◆ Instructions for the task: Scan the records below, and wherever a line has the word "right", pull it out.

:::

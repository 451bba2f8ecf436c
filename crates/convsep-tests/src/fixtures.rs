//! Deterministic test inputs.
//!
//! Every fixture is a pure function of its arguments; random content comes
//! from PCG32 seeded with a 32-bit value.

use std::f64::consts::PI;

use ndarray::Array3;
use rand::{Rng, SeedableRng};
use rand_pcg::Pcg32;

/// Creates a PCG32 RNG from a 32-bit seed.
///
/// The seed is duplicated into both halves of the 64-bit state seed.
pub fn create_rng(seed: u32) -> Pcg32 {
    let seed64 = (seed as u64) | ((seed as u64) << 32);
    Pcg32::seed_from_u64(seed64)
}

/// A sum of sines at `freqs` Hz, `duration` seconds long.
pub fn tone(freqs: &[f64], sample_rate: f64, duration: f64) -> Vec<f64> {
    let len = (sample_rate * duration).round() as usize;
    let scale = 1.0 / freqs.len().max(1) as f64;
    (0..len)
        .map(|i| {
            let t = i as f64 / sample_rate;
            freqs.iter().map(|f| (2.0 * PI * f * t).sin()).sum::<f64>() * scale
        })
        .collect()
}

/// A stereo mixture: a tone with low-level noise, the right channel
/// slightly quieter than the left.
pub fn stereo_mixture(seed: u32, sample_rate: f64, duration: f64) -> [Vec<f64>; 2] {
    let mut rng = create_rng(seed);
    let base = tone(&[220.0, 440.0, 1760.0], sample_rate, duration);
    let left: Vec<f64> = base
        .iter()
        .map(|s| s + 0.05 * rng.gen_range(-1.0..1.0))
        .collect();
    let right: Vec<f64> = base
        .iter()
        .map(|s| 0.8 * s + 0.05 * rng.gen_range(-1.0..1.0))
        .collect();
    [left, right]
}

/// A random non-negative feature tensor `[channels, frames, bins]`.
pub fn random_spectrogram(seed: u32, channels: usize, frames: usize, bins: usize) -> Array3<f64> {
    let mut rng = create_rng(seed);
    Array3::from_shape_fn((channels, frames, bins), |_| rng.gen_range(0.0..4.0))
}

#[cfg(test)]
mod tests {
    use super::*;

    #[test]
    fn test_same_seed_same_fixture() {
        assert_eq!(random_spectrogram(9, 2, 5, 3), random_spectrogram(9, 2, 5, 3));
        assert_ne!(random_spectrogram(9, 2, 5, 3), random_spectrogram(10, 2, 5, 3));
    }

    #[test]
    fn test_tone_length_and_range() {
        let t = tone(&[100.0, 300.0], 8000.0, 0.5);
        assert_eq!(t.len(), 4000);
        assert!(t.iter().all(|s| s.abs() <= 1.0));
    }

    #[test]
    fn test_stereo_mixture_channels_match() {
        let [l, r] = stereo_mixture(1, 8000.0, 0.25);
        assert_eq!(l.len(), r.len());
        assert_ne!(l, r);
    }
}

:::

◆ Worked solution:
/// A stereo mixture: a tone with low-level noise, the right channel
    let right: Vec<f64> = base
    [left, right]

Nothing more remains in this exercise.